Tonight, I turned on a movie while I was folding laundry ... The 2nd installment of Chronicles of Narnia - Prince Caspian. The kids were finally in bed and it was really too late to start a movie, but I need to return it tomorrow, so I just turned it on. To be honest, I wasn’t really in the mood for it, but part of me (probably the cheap part of me) didn’t want to return the movie unseen. How many of you know that God can move through ALL parts of your personality, including cheapness! What an awesome movie! I am so thankful my Jesus knows when I’ve sat in the darkness long enough and knows which Light to turn on ... the one that will not cause me to turn away, but instead the one that allows my eyes to open easily.

The movie was exactly what I needed to see ... to hear again that Aslan is on the move! For those who have been walking along side us for a while, you may remember that phrase, ‘Aslan is on the move’ ... it’s where our theme ‘God is on the Move’ came from, originating from the Narnia movies. The first movie is so full of symbolism and so much of it spoke to me throughout our walk last year, especially when we received our Easter miracle. I can not express what it felt like when God revealed to us that it was Jesus who took David’s place last year, when he was healed and able to come home ... in the movie, it is Aslan who gives His life in exchange for Edmond’s freedom, as we are reminded of our need for a Savior ... as the wages of sin is death.

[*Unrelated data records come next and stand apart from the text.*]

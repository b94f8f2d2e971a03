//! JSON API routes and handlers

use axum::{
    Json, Router,
    extract::{Path, State},
    http::StatusCode,
    response::{IntoResponse, Response},
    routing::{get, post},
};
use chrono::{DateTime, Utc};
use privalens_aggregate::AggregateSummary;
use privalens_core::{Error, ProfileAnalysis};
use privalens_engine::ProfileEngine;
use serde::{Deserialize, Serialize};
use serde_json::json;
use std::collections::BTreeMap;
use std::sync::Arc;
use tower_http::trace::TraceLayer;
use tracing::debug;

/// Shared application state with the dependency-injected engine
#[derive(Clone)]
pub struct AppState {
    pub engine: Arc<ProfileEngine>,
}

/// Build the API router with all routes
pub fn router(state: AppState) -> Router {
    Router::new()
        .route("/profiles", post(submit_profiles))
        .route(
            "/profiles/{user_id}",
            get(get_profile_results).delete(clear_session),
        )
        .route("/health", get(health))
        .route("/ping", get(ping))
        .layer(TraceLayer::new_for_http())
        .with_state(state)
}

#[derive(Debug, Deserialize)]
struct SubmitRequest {
    urls: Vec<String>,

    /// Session id persisted by the caller across visits; omitted on the
    /// first submission.
    user_id: Option<String>,
}

#[derive(Debug, Serialize)]
struct SubmitResponse {
    status: &'static str,
    user_id: String,
    urls: Vec<String>,
    results: BTreeMap<String, ProfileAnalysis>,
    aggregates: AggregateSummary,
}

#[derive(Debug, Serialize)]
struct ResultsResponse {
    urls: Vec<String>,
    results: BTreeMap<String, ProfileAnalysis>,
    aggregates: AggregateSummary,
    timestamp: DateTime<Utc>,
}

/// Error wrapper mapping the core taxonomy onto HTTP statuses
struct ApiError(Error);

impl From<Error> for ApiError {
    fn from(err: Error) -> Self {
        ApiError(err)
    }
}

impl IntoResponse for ApiError {
    fn into_response(self) -> Response {
        let (status, message) = match &self.0 {
            Error::Validation(msg) => (StatusCode::BAD_REQUEST, msg.clone()),
            Error::SessionNotFound(_) => {
                (StatusCode::NOT_FOUND, "profile not found".to_string())
            }
            Error::Analysis(msg) | Error::Store(msg) => {
                (StatusCode::INTERNAL_SERVER_ERROR, msg.clone())
            }
            Error::Serialization(err) => {
                (StatusCode::INTERNAL_SERVER_ERROR, err.to_string())
            }
        };
        (status, Json(json!({ "error": message }))).into_response()
    }
}

async fn submit_profiles(
    State(state): State<AppState>,
    Json(request): Json<SubmitRequest>,
) -> Result<Json<SubmitResponse>, ApiError> {
    let snapshot = state
        .engine
        .submit(&request.urls, request.user_id.as_deref())
        .await?;

    Ok(Json(SubmitResponse {
        status: "processed",
        user_id: snapshot.session.session_id,
        urls: snapshot.session.urls,
        results: snapshot.session.results,
        aggregates: snapshot.aggregates,
    }))
}

async fn get_profile_results(
    State(state): State<AppState>,
    Path(user_id): Path<String>,
) -> Result<Json<ResultsResponse>, ApiError> {
    let snapshot = state.engine.load(&user_id).await?;

    Ok(Json(ResultsResponse {
        urls: snapshot.session.urls,
        results: snapshot.session.results,
        aggregates: snapshot.aggregates,
        timestamp: snapshot.session.last_updated,
    }))
}

async fn clear_session(
    State(state): State<AppState>,
    Path(user_id): Path<String>,
) -> Result<StatusCode, ApiError> {
    state.engine.clear(&user_id).await?;
    debug!(%user_id, "session cleared");
    Ok(StatusCode::NO_CONTENT)
}

async fn health(State(state): State<AppState>) -> Json<serde_json::Value> {
    let sessions = state.engine.session_count().await.unwrap_or(0);
    debug!(sessions, "health check");
    Json(json!({ "status": "ok" }))
}

async fn ping() -> &'static str {
    "pong"
}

In this second movie, the story was not at all what I expected ... The kids find themselves called back to Narnia only to find that the peace and happiness they left (accidentally), is no longer ... As a matter-of-fact, what has been just a year gone by in their ‘real lives’, has been centuries past in Narnia ... They find that all they knew and loved is long gone and they are only remembered as legends ... myths, really. They actually have to fight to remember if any of it was real, themselves. Throughout the movie, little Lucy keeps looking for, and from time-to-time catches glimpses of Aslan in the landscape ... but no one else sees Him and often scoffs as if He is not real, either ... ‘He has long abandoned Narnia’ is the comment more than once ... ‘Where is this Aslan of yours’ ...

I’m hearing that question a lot in my head these days, ‘Where is your God?’ It’s a good question and one that I’ve had trouble answering ...

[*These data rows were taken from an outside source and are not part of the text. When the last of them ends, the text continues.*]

//! Binary entrypoint for `git-pw`.

#[tokio::main(flavor = "current_thread")]
async fn main() {
    let code = gitpw_cli::run().await;
    std::process::exit(code);
}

Lucy cries out ‘I’m not crazy! I saw Him!’ ... familiar words once again. What to do with the question, ‘Where is your God?’ I know I’m not crazy! I know what I heard! I know what I saw! Where is my God? How long do I wait for the answer?

As the movie goes on, King Peter grows restless in the injustice that has grown in ‘his’ Narnia ... He buys into the lie that (1) it is HIS Narnia and (2) that if he had not left it, it would still be a place of peace because after all he was the one who brought peace to the land before, he can do it again. Little Lucy reminds him to remember that it was Aslan who defeated the witch, not him ... and Peter answers, ‘I think we’ve waited quite long enough for Aslan.’

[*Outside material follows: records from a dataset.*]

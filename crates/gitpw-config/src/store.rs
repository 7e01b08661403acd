//! Persistent key/value backends consulted after explicit overrides.

use std::collections::HashMap;
use std::ffi::OsString;
use std::process::Command;

/// Read-only source of persisted configuration values.
pub trait ConfigStore: Send + Sync {
    /// Fetch the raw value stored under a fully qualified key
    /// (for example `pw.server` or `core.parser`).
    fn get(&self, key: &str) -> Option<String>;
}

/// Store backed by the `git config` command of the current repository.
#[derive(Debug, Clone)]
pub struct GitConfigStore {
    program: OsString,
}

impl Default for GitConfigStore {
    fn default() -> Self {
        Self {
            program: OsString::from("git"),
        }
    }
}

impl GitConfigStore {
    /// Use an alternative `git` executable.
    #[must_use]
    pub fn with_program(program: impl Into<OsString>) -> Self {
        Self {
            program: program.into(),
        }
    }
}

impl ConfigStore for GitConfigStore {
    fn get(&self, key: &str) -> Option<String> {
        let output = match Command::new(&self.program).args(["config", key]).output() {
            Ok(output) => output,
            Err(err) => {
                tracing::debug!(key, error = %err, "git config lookup failed");
                return None;
            }
        };
        // git exits 1 for unset keys
        if !output.status.success() {
            return None;
        }
        let value = String::from_utf8_lossy(&output.stdout).trim().to_string();
        (!value.is_empty()).then_some(value)
    }
}

/// In-memory store, used when no persistent backend is wanted.
#[derive(Debug, Clone, Default)]
pub struct MemoryStore {
    values: HashMap<String, String>,
}

impl MemoryStore {
    /// Build a store from key/value pairs.
    #[must_use]
    pub fn from_pairs<K, V>(pairs: impl IntoIterator<Item = (K, V)>) -> Self
    where
        K: Into<String>,
        V: Into<String>,
    {
        Self {
            values: pairs
                .into_iter()
                .map(|(key, value)| (key.into(), value.into()))
                .collect(),
        }
    }
}

impl ConfigStore for MemoryStore {
    fn get(&self, key: &str) -> Option<String> {
        self.values
            .get(key)
            .map(|value| value.trim().to_string())
            .filter(|value| !value.is_empty())
    }
}
#[cfg(test)]
mod tests {
    use super::*;
    use httpmock::prelude::*;
    use reqwest::header::HeaderValue;
    use serde_json::json;

    use crate::client::test_context;

    #[test]
    fn filters_drop_absent_values_and_keep_order() {
        let params = vec![
            filter("state", "new"),
            optional::<u32>("page", None),
            filter("state", "rfc"),
            optional("order", Some("-date")),
        ];
        assert_eq!(
            query_pairs(&params),
            vec![("state", "new"), ("state", "rfc"), ("order", "-date")]
        );
    }

    #[test]
    fn classify_maps_status_and_body() {
        let server = classify(
            Operation::Fetch,
            StatusCode::INTERNAL_SERVER_ERROR,
            "boom".into(),
        );
        assert!(matches!(server, CliError::Http(HttpError::Server { .. })));

        let missing = classify(Operation::Fetch, StatusCode::NOT_FOUND, "{}".into());
        assert!(matches!(missing, CliError::Http(HttpError::NotFound)));

        let empty = classify(Operation::Delete, StatusCode::BAD_GATEWAY, String::new());
        assert!(matches!(
            empty,
            CliError::Http(HttpError::Empty {
                operation: Operation::Delete,
                ..
            })
        ));

        let rejected = classify(
            Operation::Update,
            StatusCode::BAD_REQUEST,
            r#"{"state": ["invalid"]}"#.into(),
        );
        assert_eq!(rejected.display_message(), r#"{"state":["invalid"]}"#);
    }

    #[test]
    fn filename_is_taken_from_content_disposition() {
        let mut headers = HeaderMap::new();
        headers.insert(
            CONTENT_DISPOSITION,
            HeaderValue::from_static("attachment; filename=\"123-fix.patch\""),
        );
        assert_eq!(suggested_filename(&headers).as_deref(), Some("123-fix.patch"));

        headers.insert(
            CONTENT_DISPOSITION,
            HeaderValue::from_static("attachment; filename=../../etc/passwd"),
        );
        assert_eq!(suggested_filename(&headers).as_deref(), Some("passwd"));

        headers.insert(CONTENT_DISPOSITION, HeaderValue::from_static("inline"));
        assert!(suggested_filename(&headers).is_none());
    }

    #[test]
    fn multiple_filters_only_warn_on_old_servers() {
        let options = [("submitter", 2), ("delegate", 1)];
        let warnings = multiple_filter_warnings(ApiVersion::V1_0, &options);
        assert_eq!(warnings.len(), 1);
        assert!(warnings[0].contains("`--submitter`"));
        assert!(multiple_filter_warnings(ApiVersion::V1_1, &options).is_empty());
    }

    #[test]
    fn match_warnings_depend_on_count_and_version() {
        assert_eq!(
            filter_match_warning(ApiVersion::V1_0, "submitter", "jane", 0).as_deref(),
            Some("No matching submitter found: jane")
        );
        assert!(filter_match_warning(ApiVersion::V1_0, "submitter", "jane", 2).is_some());
        assert!(filter_match_warning(ApiVersion::V1_1, "submitter", "jane", 2).is_none());
        assert!(filter_match_warning(ApiVersion::V1_0, "submitter", "jane", 1).is_none());
    }

    #[tokio::test]
    async fn index_appends_project_and_trailing_slash() {
        let server = MockServer::start_async().await;
        let mock = server.mock(|when, then| {
            when.method(GET)
                .path("/api/1.1/patches/")
                .query_param("state", "new")
                .query_param("project", "demo")
                .header("user-agent", crate::client::USER_AGENT);
            then.status(200).json_body(json!([{"id": 1}, {"id": 2}]));
        });
        let mut ctx = test_context(&server.url("/api/1.1"), &[("pw.project", "demo")]);
        ctx.client = crate::client::AppContext::build_client(std::time::Duration::from_secs(5))
            .expect("client");

        let items = index(&ctx, Resource::Patches, vec![filter("state", "new")])
            .await
            .expect("index");
        assert_eq!(items.len(), 2);
        mock.assert();
    }

    #[tokio::test]
    async fn wildcard_project_sends_empty_filter() {
        let server = MockServer::start_async().await;
        let mock = server.mock(|when, then| {
            when.method(GET)
                .path("/api/1.1/series/")
                .query_param("project", "");
            then.status(200).json_body(json!([]));
        });
        let ctx = test_context(&server.url("/api/1.1"), &[("pw.project", " * ")]);

        let items = index(&ctx, Resource::Series, Vec::new()).await.expect("index");
        assert!(items.is_empty());
        mock.assert();
    }

    #[tokio::test]
    async fn detail_attaches_token_when_configured() {
        let server = MockServer::start_async().await;
        let mock = server.mock(|when, then| {
            when.method(GET)
                .path("/api/1.1/patches/7/")
                .header("authorization", "Token abc");
            then.status(200).json_body(json!({"id": 7}));
        });
        let ctx = test_context(&server.url("/api/1.1"), &[("pw.token", "abc")]);

        let patch = detail(&ctx, Resource::Patches, 7, Vec::new())
            .await
            .expect("detail");
        assert_eq!(patch["id"], 7);
        mock.assert();
    }

    #[tokio::test]
    async fn not_found_and_server_errors_are_classified() {
        let server = MockServer::start_async().await;
        server.mock(|when, then| {
            when.method(GET).path("/api/1.1/patches/404/");
            then.status(404).json_body(json!({"detail": "Not found."}));
        });
        server.mock(|when, then| {
            when.method(GET).path("/api/1.1/patches/500/");
            then.status(500).body("Traceback (most recent call last)");
        });
        let ctx = test_context(&server.url("/api/1.1"), &[]);

        let missing = detail(&ctx, Resource::Patches, 404, Vec::new()).await;
        assert!(matches!(missing, Err(CliError::Http(HttpError::NotFound))));

        let broken = detail(&ctx, Resource::Patches, 500, Vec::new()).await;
        let err = broken.expect_err("server error");
        assert!(err.always_diagnose());
    }

    #[tokio::test]
    async fn unreachable_server_reports_generic_failure() {
        let ctx = test_context("http://127.0.0.1:9/api/1.1", &[("pw.project", "demo")]);
        let err = index(&ctx, Resource::Patches, Vec::new())
            .await
            .expect_err("connection refused");
        assert!(
            err.display_message()
                .starts_with("Failed to fetch resource. Is your configuration correct?")
        );
    }

    #[tokio::test]
    async fn writes_require_credentials_before_any_request() {
        let ctx = test_context("http://127.0.0.1:9/api/1.2", &[]);
        let err = delete(&ctx, Resource::Bundles, 1)
            .await
            .expect_err("no credentials");
        assert!(matches!(err, CliError::Config(_)));
    }

    #[tokio::test]
    async fn update_sends_json_with_basic_auth() {
        let server = MockServer::start_async().await;
        let mock = server.mock(|when, then| {
            when.method("PATCH")
                .path("/api/1.2/patches/3/")
                .header("authorization", "Basic amFuZTpzZWNyZXQ=")
                .json_body(json!({"state": "accepted"}));
            then.status(200).json_body(json!({"id": 3, "state": "accepted"}));
        });
        let ctx = test_context(
            &server.url("/api/1.2"),
            &[("pw.username", "jane"), ("pw.password", "secret")],
        );

        let patch = update(&ctx, Resource::Patches, 3, &json!({"state": "accepted"}))
            .await
            .expect("update");
        assert_eq!(patch["state"], "accepted");
        mock.assert();
    }

    #[tokio::test]
    async fn short_filters_are_rejected_without_a_request() {
        let ctx = test_context("http://127.0.0.1:9/api/1.0", &[("pw.project", "demo")]);
        let err = retrieve_filter_ids(&ctx, Resource::People, "submitter", "ab")
            .await
            .expect_err("too short");
        assert_eq!(
            err.display_message(),
            "Filters must be at least 3 characters long"
        );
    }

    #[tokio::test]
    async fn filter_ids_cover_every_match() {
        let server = MockServer::start_async().await;
        let mock = server.mock(|when, then| {
            when.method(GET)
                .path("/api/people/")
                .query_param("q", "jane")
                .query_param("project", "demo");
            then.status(200).json_body(json!([{"id": 4}, {"id": 9}]));
        });
        let ctx = test_context(&server.url("/api"), &[("pw.project", "demo")]);

        let ids = retrieve_filter_ids(&ctx, Resource::People, "submitter", "jane")
            .await
            .expect("ids");
        assert_eq!(
            ids,
            vec![filter("submitter", 4), filter("submitter", 9)]
        );
        mock.assert();
    }

    #[tokio::test]
    async fn filter_ids_are_empty_when_nothing_matches() {
        let server = MockServer::start_async().await;
        server.mock(|when, then| {
            when.method(GET).path("/api/1.1/users/");
            then.status(200).json_body(json!([]));
        });
        let ctx = test_context(&server.url("/api/1.1"), &[("pw.project", "demo")]);

        let ids = retrieve_filter_ids(&ctx, Resource::Users, "delegate", "nobody")
            .await
            .expect("ids");
        assert!(ids.is_empty());
    }

    #[tokio::test]
    async fn unique_resolution_is_strict() {
        let server = MockServer::start_async().await;
        server.mock(|when, then| {
            when.method(GET).path("/api/1.2/users/").query_param("q", "many");
            then.status(200).json_body(json!([{"id": 1}, {"id": 2}]));
        });
        server.mock(|when, then| {
            when.method(GET).path("/api/1.2/users/").query_param("q", "one");
            then.status(200).json_body(json!([{"id": 5}]));
        });
        let ctx = test_context(&server.url("/api/1.2"), &[("pw.project", "demo")]);

        assert_eq!(
            resolve_unique(&ctx, Resource::Users, "42").await.expect("numeric"),
            "42"
        );
        assert_eq!(
            resolve_unique(&ctx, Resource::Users, "one").await.expect("one"),
            "5"
        );
        assert!(matches!(
            resolve_unique(&ctx, Resource::Users, "many").await,
            Err(CliError::Validation(_))
        ));
    }

    #[tokio::test]
    async fn version_gate_fails_before_network() {
        let ctx = test_context("http://127.0.0.1:9/api/1.1", &[]);
        let err = require_version(&ctx, ApiVersion::V1_2, "needs 1.2").expect_err("gated");
        assert_eq!(err.display_message(), "needs 1.2");
        assert!(require_version(&ctx, ApiVersion::V1_1, "ok").is_ok());
    }

    #[tokio::test]
    async fn download_uses_suggested_name_inside_directory() {
        let server = MockServer::start_async().await;
        let mock = server.mock(|when, then| {
            when.method(GET)
                .path("/patch/1/mbox/")
                .query_param("series", "*");
            then.status(200)
                .header("content-disposition", "attachment; filename=1-fix.patch")
                .body("From: jane\n");
        });
        let ctx = test_context(&server.url("/api/1.1"), &[]);
        let dir = tempfile::tempdir().expect("tempdir");
        let url = server.url("/patch/1/mbox/");

        let path = download(&ctx, &url, &vec![filter("series", "*")], Some(dir.path()))
            .await
            .expect("download")
            .expect("path");
        assert_eq!(path, dir.path().join("1-fix.patch"));
        assert_eq!(
            std::fs::read_to_string(&path).expect("read"),
            "From: jane\n"
        );
        mock.assert();
    }

    #[tokio::test]
    async fn download_without_filename_header_fails() {
        let server = MockServer::start_async().await;
        server.mock(|when, then| {
            when.method(GET).path("/series/2/mbox/");
            then.status(200).body("From: jane\n");
        });
        let ctx = test_context(&server.url("/api/1.1"), &[]);

        let err = download(&ctx, &server.url("/series/2/mbox/"), &Vec::new(), None)
            .await
            .expect_err("missing header");
        assert_eq!(
            err.display_message(),
            "Filename was expected but was not provided in response"
        );
    }
}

With that comment, Peter leads the Narnians into war and they are defeated horribly ... bruised and beaten, some are wounded ... many are dead. But it is not over as now the enemy comes full force against them, knowing their numbers are reduced ... as they discuss ‘the plan’, little Lucy reminds them their only hope is in Aslan ... and FINALLY they agree and send her out to find him.

Isn’t it just like us to be in our darkest hour ... bruised and beaten, wounded ... and many of the people we know ... friends, friends of friends, and even family are dead and/or dying ... and EVEN THEN, we still think we have a plan that is better than His ... When will we get it that there IS NO PLAN better than His? I’ve got no plan. You’ve got no plan. We’ve got no plan. Nothing. We need to seek Him desperately and call out for Him to come and help us!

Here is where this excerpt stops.